Civitavecchia, discarica militare con sostanze chimiche sotto sequestro: indagati 20 alti ufficiali

Arsenico, iprite e gas mostarda tra i veleni stoccati: rischio contaminazione per acqua, aria e suolo

Civitavecchia

Una discarica militare contenente sostanze chimiche letali è finita sotto sequestro a Civitavecchia, dopo l’allarme lanciato su possibili dispersioni nell’ambiente. Arsenico, iprite e gas mostarda, residui di armamenti della Prima e della Seconda guerra mondiale, sono stoccati all’interno di contenitori in cemento deteriorati, ora al centro di una maxi-inchiesta per disastro ambientale.

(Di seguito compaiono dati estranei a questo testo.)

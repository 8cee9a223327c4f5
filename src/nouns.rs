// WHY: Irregular and defective noun lookup shared by pluralize/singularize
// Tables are immutable snapshots swapped atomically, so registration never races lookups

use std::collections::{HashMap, HashSet};
use std::sync::{Arc, OnceLock};

use arc_swap::ArcSwap;
use tracing::{debug, warn};

/// Singular/plural pairs whose plural no suffix rule produces
pub const IRREGULAR_NOUNS: &[(&str, &str)] = &[
    ("person", "people"),
    ("man", "men"),
    ("woman", "women"),
    ("child", "children"),
    ("tooth", "teeth"),
    ("foot", "feet"),
    ("mouse", "mice"),
    ("goose", "geese"),
    ("ox", "oxen"),
    ("louse", "lice"),
    ("die", "dice"),
    ("leaf", "leaves"),
    ("loaf", "loaves"),
    ("knife", "knives"),
    ("wife", "wives"),
    ("life", "lives"),
    ("half", "halves"),
    ("calf", "calves"),
    ("wolf", "wolves"),
    ("shelf", "shelves"),
    ("thief", "thieves"),
    ("elf", "elves"),
    ("self", "selves"),
    ("cactus", "cacti"),
    ("fungus", "fungi"),
    ("nucleus", "nuclei"),
    ("radius", "radii"),
    ("stimulus", "stimuli"),
    ("alumnus", "alumni"),
    ("analysis", "analyses"),
    ("crisis", "crises"),
    ("thesis", "theses"),
    ("basis", "bases"),
    ("diagnosis", "diagnoses"),
    ("axis", "axes"),
    ("phenomenon", "phenomena"),
    ("criterion", "criteria"),
    ("datum", "data"),
    ("medium", "media"),
    ("bacterium", "bacteria"),
    ("curriculum", "curricula"),
    ("appendix", "appendices"),
    ("index", "indices"),
    ("matrix", "matrices"),
    ("vertex", "vertices"),
    ("hero", "heroes"),
    ("potato", "potatoes"),
    ("tomato", "tomatoes"),
    ("echo", "echoes"),
    ("quiz", "quizzes"),
    ("bus", "buses"),
    ("movie", "movies"),
];

/// Nouns spelled the same in singular and plural
pub const DEFECTIVE_NOUNS: &[&str] = &[
    "sheep",
    "fish",
    "deer",
    "moose",
    "swine",
    "bison",
    "salmon",
    "trout",
    "shrimp",
    "aircraft",
    "spacecraft",
    "hovercraft",
    "series",
    "species",
    "offspring",
    "means",
    "news",
    "equipment",
    "information",
    "rice",
    "money",
    "furniture",
    "advice",
    "software",
];

/// One immutable generation of the noun tables; keys are lowercase
#[derive(Debug, Clone, Default)]
pub struct NounTables {
    plurals: HashMap<String, String>,
    singulars: HashMap<String, String>,
    defective: HashSet<String>,
}

impl NounTables {
    fn knows(&self, word: &str) -> bool {
        self.plurals.contains_key(word)
            || self.singulars.contains_key(word)
            || self.defective.contains(word)
    }

    fn insert_irregular(&mut self, singular: &str, plural: &str) -> bool {
        let singular = singular.to_lowercase();
        let plural = plural.to_lowercase();
        if self.knows(&singular) || self.knows(&plural) {
            return false;
        }
        self.plurals.insert(singular.clone(), plural.clone());
        self.singulars.insert(plural, singular);
        true
    }

    fn insert_defective(&mut self, noun: &str) -> bool {
        let noun = noun.to_lowercase();
        if self.knows(&noun) {
            return false;
        }
        self.defective.insert(noun);
        true
    }

    pub fn plural_of(&self, singular: &str) -> Option<&str> {
        self.plurals.get(&singular.to_lowercase()).map(String::as_str)
    }

    pub fn singular_of(&self, plural: &str) -> Option<&str> {
        self.singulars.get(&plural.to_lowercase()).map(String::as_str)
    }

    pub fn is_defective(&self, noun: &str) -> bool {
        self.defective.contains(&noun.to_lowercase())
    }

    pub fn irregular_count(&self) -> usize {
        self.plurals.len()
    }

    pub fn defective_count(&self) -> usize {
        self.defective.len()
    }
}

/// Non-blank and free of whitespace
fn is_valid_noun(noun: &str) -> bool {
    !noun.is_empty() && !noun.chars().any(char::is_whitespace)
}

/// Registry of noun exceptions
///
/// Lookups read the current snapshot without locking. Registration clones
/// the snapshot, edits the clone and swaps it in with a compare-and-swap
/// loop.
pub struct NounRegistry {
    tables: ArcSwap<NounTables>,
}

impl NounRegistry {
    pub fn empty() -> Self {
        Self {
            tables: ArcSwap::from_pointee(NounTables::default()),
        }
    }

    /// Registry seeded with the built-in English exception lists
    pub fn english() -> Self {
        let mut tables = NounTables::default();
        for (singular, plural) in IRREGULAR_NOUNS {
            tables.insert_irregular(singular, plural);
        }
        for noun in DEFECTIVE_NOUNS {
            tables.insert_defective(noun);
        }
        debug!(
            irregular = tables.irregular_count(),
            defective = tables.defective_count(),
            "Built English noun tables"
        );
        Self {
            tables: ArcSwap::from_pointee(tables),
        }
    }

    /// Current generation of the tables
    pub fn snapshot(&self) -> Arc<NounTables> {
        self.tables.load_full()
    }

    /// Register an irregular singular/plural pair
    ///
    /// Returns `false` for blank or whitespace-containing input and for
    /// either form already being known.
    pub fn add_irregular(&self, singular: &str, plural: &str) -> bool {
        if !is_valid_noun(singular) || !is_valid_noun(plural) {
            warn!(singular, plural, "Rejected malformed irregular noun");
            return false;
        }

        let mut added = false;
        self.tables.rcu(|current| {
            let mut next = NounTables::clone(current);
            added = next.insert_irregular(singular, plural);
            if added {
                Arc::new(next)
            } else {
                Arc::clone(current)
            }
        });

        if added {
            debug!(singular, plural, "Registered irregular noun");
        } else {
            warn!(singular, plural, "Rejected duplicate irregular noun");
        }
        added
    }

    /// Register a noun whose plural equals its singular
    pub fn add_defective(&self, noun: &str) -> bool {
        if !is_valid_noun(noun) {
            warn!(noun, "Rejected malformed defective noun");
            return false;
        }

        let mut added = false;
        self.tables.rcu(|current| {
            let mut next = NounTables::clone(current);
            added = next.insert_defective(noun);
            if added {
                Arc::new(next)
            } else {
                Arc::clone(current)
            }
        });

        if added {
            debug!(noun, "Registered defective noun");
        } else {
            warn!(noun, "Rejected duplicate defective noun");
        }
        added
    }

    pub fn plural_of(&self, singular: &str) -> Option<String> {
        self.tables.load().plural_of(singular).map(str::to_string)
    }

    pub fn singular_of(&self, plural: &str) -> Option<String> {
        self.tables.load().singular_of(plural).map(str::to_string)
    }

    pub fn is_defective(&self, noun: &str) -> bool {
        self.tables.load().is_defective(noun)
    }
}

impl Default for NounRegistry {
    fn default() -> Self {
        Self::english()
    }
}

/// Process-wide English registry, built on first use
pub fn global() -> &'static NounRegistry {
    static REGISTRY: OnceLock<NounRegistry> = OnceLock::new();
    REGISTRY.get_or_init(NounRegistry::english)
}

La procura ha messo i sigilli al sito situato in contrada Santa Lucia, a pochi chilometri dal centro abitato, e ha iscritto venti alti ufficiali dell’Esercito nel registro degli indagati. Le accuse riguardano la presunta omessa vigilanza e sottovalutazione del rischio ambientale legato alla struttura, originariamente concepita per custodire circa 20mila tonnellate di veleni bellici.

Contenitori danneggiati, rischio di dispersione nell’ambiente

Il sito risale ai primi anni Duemila ed era parte di un programma nazionale di bonifica dei residuati chimici. I materiali stoccati comprendono composti clorurati, arsenico e agenti tossici, una volta utilizzati in bombe, granate e proiettili. Dall’esterno, la struttura si presenta come una serie di cilindri in cemento, ma al loro interno è custodito un carico altamente pericoloso.

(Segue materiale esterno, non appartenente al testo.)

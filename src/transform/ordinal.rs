// WHY: Ordinals reuse the cardinal wording and rewrite only its final word

use crate::buffer::TextBuffer;
use crate::error::Result;
use crate::scanner::find_last_word;
use crate::wordify::number_to_words;

/// Cardinal words whose ordinal is not a plain suffix
const IRREGULAR_ORDINALS: &[(&str, &str)] = &[
    ("one", "first"),
    ("two", "second"),
    ("three", "third"),
    ("five", "fifth"),
    ("eight", "eighth"),
    ("nine", "ninth"),
    ("twelve", "twelfth"),
];

/// `st`, `nd`, `rd` or `th` for `n`
pub fn ordinal_suffix(n: i128) -> &'static str {
    let magnitude = n.unsigned_abs();
    if (11..=13).contains(&(magnitude % 100)) {
        return "th";
    }
    match magnitude % 10 {
        1 => "st",
        2 => "nd",
        3 => "rd",
        _ => "th",
    }
}

/// `n` followed by its ordinal suffix, e.g. `"22nd"`
pub fn ordinalize(n: i128) -> String {
    format!("{n}{}", ordinal_suffix(n))
}

fn ordinal_of_cardinal(word: &str) -> String {
    if let Some((_, ordinal)) = IRREGULAR_ORDINALS.iter().find(|(cardinal, _)| *cardinal == word) {
        return (*ordinal).to_string();
    }
    match word.strip_suffix('y') {
        Some(stem) => format!("{stem}ieth"),
        None => format!("{word}th"),
    }
}

/// English ordinal words, e.g. `"twenty-first"`, `"one hundredth"`
pub fn ordinal_words(n: i128) -> Result<String> {
    let mut buffer = TextBuffer::from(number_to_words(n)?);
    if let Some(span) = find_last_word(buffer.as_chars()) {
        let ordinal = ordinal_of_cardinal(&span.text(buffer.as_chars()));
        buffer.replace(span.start, &ordinal, span.len());
    }
    Ok(buffer.into_string())
}
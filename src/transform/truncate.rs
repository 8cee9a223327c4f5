// WHY: Shorten text in place, either at a fixed length or after a whole number of words

use crate::buffer::TextBuffer;
use crate::error::{Result, TextError};
use crate::scanner::word_spans;

pub const DEFAULT_MARKER: &str = "\u{2026}";

/// Cut `text` to at most `max_len` characters, marker included
///
/// Text that already fits is returned unchanged. A marker longer than
/// `max_len` cannot fit and is an `ArgumentRange` error.
pub fn truncate(text: &str, max_len: usize, marker: &str) -> Result<String> {
    let marker_len = marker.chars().count();
    if marker_len > max_len {
        return Err(TextError::range(
            "max_len",
            format!("{max_len} cannot hold the {marker_len}-character marker"),
        ));
    }

    let mut buffer = TextBuffer::from(text);
    if buffer.len() <= max_len {
        return Ok(text.to_string());
    }
    buffer.replace(max_len - marker_len, marker, buffer.len());
    Ok(buffer.into_string())
}

/// Keep the first `max_words` word runs and append `marker` if anything was cut
pub fn truncate_words(text: &str, max_words: usize, marker: &str) -> String {
    let mut buffer = TextBuffer::from(text);
    let cut = if max_words == 0 {
        word_spans(buffer.as_chars()).next().map(|_| 0)
    } else {
        let mut spans = word_spans(buffer.as_chars()).skip(max_words - 1);
        match (spans.next(), spans.next()) {
            (Some(last_kept), Some(_)) => Some(last_kept.end),
            _ => None,
        }
    };

    match cut {
        Some(end) => {
            buffer.delete(end, buffer.len());
            buffer.append(marker);
            buffer.into_string()
        }
        None => text.to_string(),
    }
}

Secondo le indagini, diversi contenitori sarebbero già corrosi, con il rischio concreto che sostanze tossiche stiano filtrando nel terreno e nelle falde acquifere. A seguito dei primi accertamenti, i magistrati hanno disposto il sequestro preventivo dell’intera area.

Dall’Emilia a Civitavecchia: l’inchiesta si allarga

Le indagini hanno origine a Reggio Emilia, dove la procura stava esaminando lo smaltimento irregolare di munizionamento obsoleto da parte di alcuni reparti militari. Durante quell’inchiesta sono emersi documenti che hanno spinto gli inquirenti a trasmettere gli atti a Civitavecchia, dando il via a un nuovo e più ampio filone investigativo.

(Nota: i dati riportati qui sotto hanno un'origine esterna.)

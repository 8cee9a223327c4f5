use anyhow::Result;
use clap::{Parser, Subcommand, ValueEnum};
use serde::Serialize;
use std::path::PathBuf;
use tracing::info;
use tracing_subscriber::EnvFilter;

use wordwright::config::{NounConfig, QuantityOptions};
use wordwright::nouns::NounRegistry;
use wordwright::transform::{self, DEFAULT_MARKER};
use wordwright::{DigitSequence, Fraction};

#[derive(Parser, Debug)]
#[command(name = "wordwright")]
#[command(about = "Case conversion, pluralization, ordinals, number wording and truncation")]
#[command(version)]
struct Args {
    /// JSON file with extra irregular/defective nouns
    #[arg(long, global = true)]
    nouns: Option<PathBuf>,

    /// Print {"input", "output"} JSON instead of plain text
    #[arg(long, global = true)]
    json: bool,

    #[command(subcommand)]
    command: Command,
}

#[derive(Subcommand, Debug)]
enum Command {
    /// Integer to English words (accepts up to 96-bit magnitudes)
    Words {
        #[arg(allow_hyphen_values = true)]
        number: String,
    },
    /// Ordinal form of an integer
    Ordinal {
        #[arg(allow_hyphen_values = true)]
        number: i128,
        /// Spell the ordinal out ("twenty-first" instead of "21st")
        #[arg(long)]
        words: bool,
    },
    /// Closest smallest-denominator fraction for a value in [0, 1)
    Fraction {
        value: f64,
        #[arg(long)]
        accuracy: Option<f64>,
    },
    /// Quantity with a fractional part, in words or as a mixed number
    Quantity {
        #[arg(allow_hyphen_values = true)]
        value: f64,
        #[arg(long)]
        accuracy: Option<f64>,
        /// Print "2 1/2" instead of "two and one half"
        #[arg(long)]
        mixed: bool,
    },
    /// Pluralize the last word
    Plural { text: String },
    /// Singularize the last word
    Singular { text: String },
    /// Change letter casing
    Case { mode: CaseMode, text: String },
    /// Shorten text to a length or a word count
    Truncate {
        text: String,
        #[arg(long)]
        length: usize,
        /// Count words instead of characters
        #[arg(long)]
        words: bool,
        #[arg(long, default_value = DEFAULT_MARKER)]
        marker: String,
    },
}

#[derive(ValueEnum, Clone, Copy, Debug)]
enum CaseMode {
    Title,
    Sentence,
    Upper,
    Lower,
    Capitalize,
}

#[derive(Serialize)]
struct Output<'a> {
    input: &'a str,
    output: &'a str,
}

fn run(
    command: &Command,
    registry: &NounRegistry,
    options: QuantityOptions,
) -> Result<(String, String)> {
    let result = match command {
        Command::Words { number } => {
            let digits: DigitSequence = number.parse()?;
            (number.clone(), wordwright::to_words(&digits))
        }
        Command::Ordinal { number, words } => {
            let output = if *words {
                transform::ordinal_words(*number)?
            } else {
                transform::ordinalize(*number)
            };
            (number.to_string(), output)
        }
        Command::Fraction { value, accuracy } => {
            let accuracy = accuracy.unwrap_or(options.accuracy);
            (value.to_string(), Fraction::from_real(*value, accuracy)?.to_string())
        }
        Command::Quantity { value, accuracy, mixed } => {
            let accuracy = accuracy.unwrap_or(options.accuracy);
            let output = if *mixed {
                transform::quantity_to_mixed(*value, accuracy)?
            } else {
                transform::quantity_to_words(registry, *value, accuracy)?
            };
            (value.to_string(), output)
        }
        Command::Plural { text } => (text.clone(), transform::pluralize(registry, text)),
        Command::Singular { text } => (text.clone(), transform::singularize(registry, text)),
        Command::Case { mode, text } => {
            let output = match mode {
                CaseMode::Title => transform::to_title_case(text),
                CaseMode::Sentence => transform::to_sentence_case(text),
                CaseMode::Upper => transform::to_upper_case(text),
                CaseMode::Lower => transform::to_lower_case(text),
                CaseMode::Capitalize => transform::capitalize(text),
            };
            (text.clone(), output)
        }
        Command::Truncate { text, length, words, marker } => {
            let output = if *words {
                transform::truncate_words(text, *length, marker)
            } else {
                transform::truncate(text, *length, marker)?
            };
            (text.clone(), output)
        }
    };
    Ok(result)
}

fn main() -> Result<()> {
    // WHY: structured JSON logs on stderr keep stdout for transform output
    tracing_subscriber::fmt()
        .with_target(false)
        .with_writer(std::io::stderr)
        .with_env_filter(EnvFilter::from_default_env())
        .json()
        .init();

    let args = Args::parse();
    info!(?args, "Parsed CLI arguments");

    let registry = NounRegistry::english();
    if let Some(path) = &args.nouns {
        let report = NounConfig::load(path)?.apply(&registry);
        info!(added = report.added, rejected = ?report.rejected, "Applied noun config");
        if !report.rejected.is_empty() {
            eprintln!(
                "Ignored {} noun entries: {}",
                report.rejected.len(),
                report.rejected.join(", ")
            );
        }
    }

    let (input, output) = run(&args.command, &registry, QuantityOptions::default())?;

    if args.json {
        println!("{}", serde_json::to_string(&Output { input: &input, output: &output })?);
    } else {
        println!("{output}");
    }
    Ok(())
}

Sul posto, tecnici specializzati stanno conducendo analisi approfondite su terreno, aria e acqua per verificare l’effettiva presenza e diffusione di agenti inquinanti. In caso di conferma, si tratterebbe di uno dei più gravi episodi di inquinamento da residuati bellici in Italia.

Massimo livello di allerta e possibile ampliamento dell’indagine

Il livello di allerta resta molto elevato. Le indagini proseguono per determinare l’entità del danno ambientale e l’eventuale responsabilità nella gestione del sito. Non si esclude che l’elenco degli indagati possa allungarsi nelle prossime settimane.

Le autorità locali, nel frattempo, monitorano l’area per evitare conseguenze sulla salute dei cittadini e per valutare le misure di messa in sicurezza più urgenti.